**Task details:** Could you retype, exactly as written, every line from the top of the records through the line that contains "builder.filter_level(log::LevelFilter::Info);"?

**Supplied data:**
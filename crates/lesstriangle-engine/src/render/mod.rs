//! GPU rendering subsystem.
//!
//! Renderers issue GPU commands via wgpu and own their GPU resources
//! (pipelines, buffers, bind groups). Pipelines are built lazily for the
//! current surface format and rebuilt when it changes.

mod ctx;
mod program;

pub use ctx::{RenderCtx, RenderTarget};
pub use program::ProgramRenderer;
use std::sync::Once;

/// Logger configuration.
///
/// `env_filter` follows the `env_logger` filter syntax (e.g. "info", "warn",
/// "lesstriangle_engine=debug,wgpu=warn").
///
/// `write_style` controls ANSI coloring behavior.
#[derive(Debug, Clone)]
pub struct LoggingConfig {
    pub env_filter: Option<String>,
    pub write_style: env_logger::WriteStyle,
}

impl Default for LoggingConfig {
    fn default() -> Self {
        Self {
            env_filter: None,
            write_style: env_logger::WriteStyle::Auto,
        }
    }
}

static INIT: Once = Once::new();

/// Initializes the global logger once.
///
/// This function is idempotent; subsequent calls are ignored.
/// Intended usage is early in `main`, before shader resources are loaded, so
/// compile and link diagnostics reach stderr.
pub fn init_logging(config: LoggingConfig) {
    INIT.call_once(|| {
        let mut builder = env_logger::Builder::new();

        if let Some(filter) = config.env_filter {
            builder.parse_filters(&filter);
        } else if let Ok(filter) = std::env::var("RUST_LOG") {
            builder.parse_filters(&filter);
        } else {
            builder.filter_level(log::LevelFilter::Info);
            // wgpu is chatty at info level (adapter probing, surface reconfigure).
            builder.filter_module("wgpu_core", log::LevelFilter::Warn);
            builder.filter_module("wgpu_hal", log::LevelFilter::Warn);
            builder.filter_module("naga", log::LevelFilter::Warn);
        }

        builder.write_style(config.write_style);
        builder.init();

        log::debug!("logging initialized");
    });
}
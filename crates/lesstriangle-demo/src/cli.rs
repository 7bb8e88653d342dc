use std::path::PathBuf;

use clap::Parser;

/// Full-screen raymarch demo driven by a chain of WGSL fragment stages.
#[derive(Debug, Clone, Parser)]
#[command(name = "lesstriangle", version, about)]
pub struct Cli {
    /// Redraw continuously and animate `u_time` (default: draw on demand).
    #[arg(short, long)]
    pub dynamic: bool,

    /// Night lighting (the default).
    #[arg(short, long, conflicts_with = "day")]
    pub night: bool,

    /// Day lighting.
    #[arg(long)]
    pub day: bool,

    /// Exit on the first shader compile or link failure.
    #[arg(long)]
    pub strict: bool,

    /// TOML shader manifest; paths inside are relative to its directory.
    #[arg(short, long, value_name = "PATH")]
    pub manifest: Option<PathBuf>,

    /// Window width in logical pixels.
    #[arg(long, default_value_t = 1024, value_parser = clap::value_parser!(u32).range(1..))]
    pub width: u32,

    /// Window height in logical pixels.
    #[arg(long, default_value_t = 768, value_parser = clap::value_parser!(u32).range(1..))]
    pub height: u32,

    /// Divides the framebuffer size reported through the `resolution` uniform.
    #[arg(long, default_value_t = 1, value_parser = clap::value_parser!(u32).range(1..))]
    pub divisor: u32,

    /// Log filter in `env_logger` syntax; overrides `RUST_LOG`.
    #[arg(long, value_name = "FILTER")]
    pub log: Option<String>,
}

**Result below:**
filename crates/lesstriangle-engine/src/render/mod.rs
//! GPU rendering subsystem.
//!
//! Renderers issue GPU commands via wgpu and own their GPU resources
//! (pipelines, buffers, bind groups). Pipelines are built lazily for the
//! current surface format and rebuilt when it changes.

mod ctx;
mod program;

pub use ctx::{RenderCtx, RenderTarget};
pub use program::ProgramRenderer;
use std::sync::Once;

/// Logger configuration.
///
/// `env_filter` follows the `env_logger` filter syntax (e.g. "info", "warn",
/// "lesstriangle_engine=debug,wgpu=warn").
///
/// `write_style` controls ANSI coloring behavior.
#[derive(Debug, Clone)]
pub struct LoggingConfig {
    pub env_filter: Option<String>,
    pub write_style: env_logger::WriteStyle,
}

impl Default for LoggingConfig {
    fn default() -> Self {
        Self {
            env_filter: None,
            write_style: env_logger::WriteStyle::Auto,
        }
    }
}

static INIT: Once = Once::new();

/// Initializes the global logger once.
///
/// This function is idempotent; subsequent calls are ignored.
/// Intended usage is early in `main`, before shader resources are loaded, so
/// compile and link diagnostics reach stderr.
pub fn init_logging(config: LoggingConfig) {
    INIT.call_once(|| {
        let mut builder = env_logger::Builder::new();

        if let Some(filter) = config.env_filter {
            builder.parse_filters(&filter);
        } else if let Ok(filter) = std::env::var("RUST_LOG") {
            builder.parse_filters(&filter);
        } else {
            builder.filter_level(log::LevelFilter::Info);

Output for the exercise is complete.